[Material for the task]
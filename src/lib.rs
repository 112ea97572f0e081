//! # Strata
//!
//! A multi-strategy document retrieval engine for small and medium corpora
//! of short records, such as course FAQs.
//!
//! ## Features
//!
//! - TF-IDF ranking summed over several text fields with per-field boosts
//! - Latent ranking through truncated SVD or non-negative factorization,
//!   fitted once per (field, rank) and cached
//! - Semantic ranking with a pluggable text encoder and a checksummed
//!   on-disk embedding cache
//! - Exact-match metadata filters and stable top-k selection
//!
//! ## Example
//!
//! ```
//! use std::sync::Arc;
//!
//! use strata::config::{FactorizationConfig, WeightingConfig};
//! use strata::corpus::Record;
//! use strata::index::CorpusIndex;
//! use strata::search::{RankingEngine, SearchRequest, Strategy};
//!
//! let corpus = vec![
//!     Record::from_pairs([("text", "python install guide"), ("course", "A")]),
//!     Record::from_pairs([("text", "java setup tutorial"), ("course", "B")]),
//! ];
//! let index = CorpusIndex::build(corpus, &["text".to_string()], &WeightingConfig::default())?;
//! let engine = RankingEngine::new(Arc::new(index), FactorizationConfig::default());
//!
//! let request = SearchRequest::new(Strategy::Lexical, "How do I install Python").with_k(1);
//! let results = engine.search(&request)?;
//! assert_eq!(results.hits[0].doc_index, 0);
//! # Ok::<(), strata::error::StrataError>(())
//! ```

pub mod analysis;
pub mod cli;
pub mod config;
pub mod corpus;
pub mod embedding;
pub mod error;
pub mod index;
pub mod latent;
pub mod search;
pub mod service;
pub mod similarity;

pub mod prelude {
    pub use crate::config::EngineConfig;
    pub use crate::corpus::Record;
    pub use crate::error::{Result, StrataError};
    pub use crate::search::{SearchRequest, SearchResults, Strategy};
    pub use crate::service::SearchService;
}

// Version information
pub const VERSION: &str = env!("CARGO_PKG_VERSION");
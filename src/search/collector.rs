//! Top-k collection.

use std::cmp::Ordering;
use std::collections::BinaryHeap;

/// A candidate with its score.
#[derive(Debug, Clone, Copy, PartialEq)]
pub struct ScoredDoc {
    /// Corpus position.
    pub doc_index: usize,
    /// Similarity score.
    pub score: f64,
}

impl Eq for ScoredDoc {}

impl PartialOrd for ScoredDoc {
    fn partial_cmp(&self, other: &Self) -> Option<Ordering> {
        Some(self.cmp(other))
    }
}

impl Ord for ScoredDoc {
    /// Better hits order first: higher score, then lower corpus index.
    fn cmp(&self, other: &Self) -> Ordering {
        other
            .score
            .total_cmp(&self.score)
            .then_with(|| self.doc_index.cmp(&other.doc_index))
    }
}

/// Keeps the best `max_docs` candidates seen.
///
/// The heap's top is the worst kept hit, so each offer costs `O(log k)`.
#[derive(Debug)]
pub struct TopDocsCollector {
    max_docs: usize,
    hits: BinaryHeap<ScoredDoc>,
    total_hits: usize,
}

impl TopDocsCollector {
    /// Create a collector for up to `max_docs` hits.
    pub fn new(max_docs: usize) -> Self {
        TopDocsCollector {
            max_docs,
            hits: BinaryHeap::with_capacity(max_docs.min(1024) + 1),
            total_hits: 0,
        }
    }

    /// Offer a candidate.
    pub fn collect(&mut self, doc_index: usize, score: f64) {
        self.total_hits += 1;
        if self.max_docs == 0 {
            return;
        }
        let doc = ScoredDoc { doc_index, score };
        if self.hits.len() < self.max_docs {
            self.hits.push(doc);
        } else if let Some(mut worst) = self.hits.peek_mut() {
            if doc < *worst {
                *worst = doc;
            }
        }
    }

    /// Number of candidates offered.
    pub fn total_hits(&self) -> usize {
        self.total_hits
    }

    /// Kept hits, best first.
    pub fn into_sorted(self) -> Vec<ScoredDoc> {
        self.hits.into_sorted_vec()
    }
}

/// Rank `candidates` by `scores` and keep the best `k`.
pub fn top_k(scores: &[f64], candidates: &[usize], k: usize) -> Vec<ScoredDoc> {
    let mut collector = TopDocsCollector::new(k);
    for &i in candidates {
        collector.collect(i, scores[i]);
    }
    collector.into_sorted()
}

[The task]
Quote verbatim the opening lines of the listing above, ending with the line where "rank) and cached" appears; include both endpoints and nothing more.

[Answer for the task]
filename src/lib.rs
repository 112ea97572f0e081
//! # Strata
//!
//! A multi-strategy document retrieval engine for small and medium corpora
//! of short records, such as course FAQs.
//!
//! ## Features
//!
//! - TF-IDF ranking summed over several text fields with per-field boosts
//! - Latent ranking through truncated SVD or non-negative factorization,
//!   fitted once per (field, rank) and cached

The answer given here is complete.